From the Singapore Eye Research Institute (C.V., R.P.N., Z.T., J.L.L., S.S., S.T., D.S.W.T., T.Y.W., D.M.); Duke-NUS Medical School (R.P.N., J.L.L., S.S., S.T., T.Y.W., D.M.); Institute of High Performance Computing (X.X., Y.L.), Agency for Science, Technology and Research (A*STAR); Singapore National Eye Centre (J.L.L., S.S., S.T., D.S.W.T., T.Y.W., D.M.); University of Berkeley (L.M.), CA; Departments of Ophthalmology and Neurology (N.J.N., V.B.), Emory University School of Medicine, Atlanta, GA; and Copenhagen University Hospital (D.M.), Denmark.
Neurology. 2021 Jul 27;97(4):e369-e377. doi: 10.1212/WNL.0000000000012226. Epub 2021 May 19.
To evaluate the performance of a deep learning system (DLS) in classifying the severity of papilledema associated with increased intracranial pressure on standard retinal fundus photographs.
A DLS was trained to automatically classify papilledema severity in 965 patients (2,103 mydriatic fundus photographs), representing a multiethnic cohort of patients with confirmed elevated intracranial pressure.
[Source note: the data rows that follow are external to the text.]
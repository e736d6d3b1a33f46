// Log tails through the logs page, plus the decoding and colouring they
// rely on.

mod common;

use std::time::Duration;

use common::{kit_at, last, log_body, urls};
use simkit::core::{
    colorize::{colorize, plain_text, Markup},
    decoder::HexUtf8Decoder,
    log_stream::LogPhase,
    request::Method,
    Kit, NodeId, ScriptedTransport,
};

fn log_region(kit: &Kit) -> NodeId {
    let view = kit.current_view().unwrap();
    let doc = kit.document();
    doc.panel_content(view)
        .into_iter()
        .find(|id| doc.log(*id).is_some())
        .expect("a log on the page")
}

fn log_text(kit: &Kit, region: NodeId) -> String {
    plain_text(&kit.document().log(region).unwrap().markup)
}

fn hex(text: &str) -> String {
    text.bytes().map(|b| format!("{b:02x}")).collect()
}

/// Job log with "first\n" at offset 0 and "old line\n" at offset 10.
fn loaded_job_log() -> (Kit, ScriptedTransport, NodeId) {
    let (mut kit, transport) = kit_at("/logs");
    let (id, spec) = last(&transport);
    assert_eq!(spec.method, Method::Post);
    assert_eq!(spec.url, "/api/logs/jobs");
    transport.respond(id, &log_body(10, "old line\n"));
    kit.pump();

    let (id, spec) = last(&transport);
    assert_eq!(spec.url, "/api/logs/jobs?10");
    transport.respond(id, &log_body(0, "first\n"));
    kit.pump();

    let region = log_region(&kit);
    assert_eq!(log_text(&kit, region), "first\nold line\n");
    (kit, transport, region)
}

#[test]
fn test_rotated_log_starts_over() {
    let (mut kit, transport, region) = loaded_job_log();
    assert_eq!(kit.log_stream(region).unwrap().first_offset(), Some(10));

    let start = kit.now();
    kit.tick(start);
    kit.tick(start + Duration::from_millis(2000));
    let (id, spec) = last(&transport);
    assert_eq!(spec.url, "/api/logs/jobs");

    transport.respond(id, &log_body(50, "rotated\n"));
    kit.pump();
    assert_eq!(log_text(&kit, region), "rotated\n");
    assert_eq!(kit.log_stream(region).unwrap().first_offset(), Some(50));
    // The fresh log is shorter than the view, so older text is fetched again.
    assert_eq!(last(&transport).1.url, "/api/logs/jobs?50");
}

#[test]
fn test_poll_without_changes_keeps_text() {
    let (mut kit, transport, region) = loaded_job_log();
    let start = kit.now();
    kit.tick(start);
    kit.tick(start + Duration::from_millis(2500));
    let (id, _) = last(&transport);

    transport.respond(id, &log_body(10, "old line\n"));
    kit.pump();
    assert_eq!(log_text(&kit, region), "first\nold line\n");
    assert_eq!(kit.log_stream(region).unwrap().phase(), LogPhase::Idle);
    assert_eq!(transport.sent().len(), 3);
}

#[test]
fn test_no_poll_without_auto_refresh_or_before_interval() {
    let (mut kit, transport, region) = loaded_job_log();
    let start = kit.now();
    kit.tick(start);
    kit.tick(start + Duration::from_millis(500));
    assert_eq!(transport.sent().len(), 2);

    kit.toggle_auto_refresh(region);
    kit.tick(start + Duration::from_millis(5000));
    assert_eq!(transport.sent().len(), 2);
}

#[test]
fn test_web_log_tab_via_location() {
    let (kit, transport) = kit_at("/logs#Server%20(web)");
    assert_eq!(urls(&transport), ["/api/logs/web"]);
    let region = log_region(&kit);
    assert!(!kit.document().log(region).unwrap().auto_refresh);
}

#[test]
fn test_switching_tab_stops_old_stream() {
    let (mut kit, transport, region) = loaded_job_log();
    let view = kit.current_view().unwrap();
    let menu = kit.tab_menus_in(view)[0];
    kit.select_tab(menu, 0);
    assert!(kit.log_stream(region).is_none());
    assert_eq!(last(&transport).1.url, "/api/logs/web");
}

#[test]
fn test_decoder_split_points_do_not_matter() {
    let text = "ok ✓ žluťoučký 😀\nnext\n";
    let encoded = hex(text);
    let mut whole = HexUtf8Decoder::new();
    let expected = whole.feed(&encoded).unwrap();
    assert_eq!(expected, text);

    for first in (0..=encoded.len()).step_by(2) {
        for second in (first..=encoded.len()).step_by(2) {
            let mut decoder = HexUtf8Decoder::new();
            let mut out = String::new();
            for part in [&encoded[..first], &encoded[first..second], &encoded[second..]] {
                out.push_str(&decoder.feed(part).unwrap());
            }
            assert_eq!(out, expected, "split at {first}/{second}");
        }
    }
}

#[test]
fn test_colorize_is_idempotent() {
    let raw = "\u{1b}[1;31merror\u{1b}[m plain \u{1b}[32mok\u{1b}[m\n\u{1b}[33mwarn\n";
    let once = colorize(&[Markup::Text(raw.to_string())], raw.len());
    let twice = colorize(&once, raw.len());
    assert_eq!(once, twice);
    assert_eq!(plain_text(&once), "error plain ok\nwarn\n");
}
Training was performed on 1,052 photographs with mild/moderate papilledema (MP) and 1,051 photographs with severe papilledema (SP) classified by a panel of experts. The performance of the DLS and that of 3 independent neuro-ophthalmologists were tested in 111 patients (214 photographs, 92 with MP and 122 with SP) by calculating the area under the receiver operating characteristics curve (AUC), accuracy, sensitivity, and specificity. Kappa agreement scores between the DLS and each of the 3 graders and among the 3 graders were calculated.
The DLS successfully discriminated between photographs of MP and SP, with an AUC of 0.93 (95% confidence interval [CI] 0.89-0.96) and an accuracy, sensitivity, and specificity of 87.9%, 91.8%, and 86.2%, respectively. This performance was comparable with that of the 3 neuro-ophthalmologists (84.1%, 91.8%, and 73.9%, = 0.19, = 1, = 0.09, respectively). Misclassification by the DLS was mainly observed for moderate papilledema (Frisén grade 3). Agreement scores between the DLS and the neuro-ophthalmologists' evaluation was 0.62 (95% CI 0.57-0.68), whereas the intergrader agreement among the 3 neuro-ophthalmologists was 0.54 (95% CI 0.47-0.62).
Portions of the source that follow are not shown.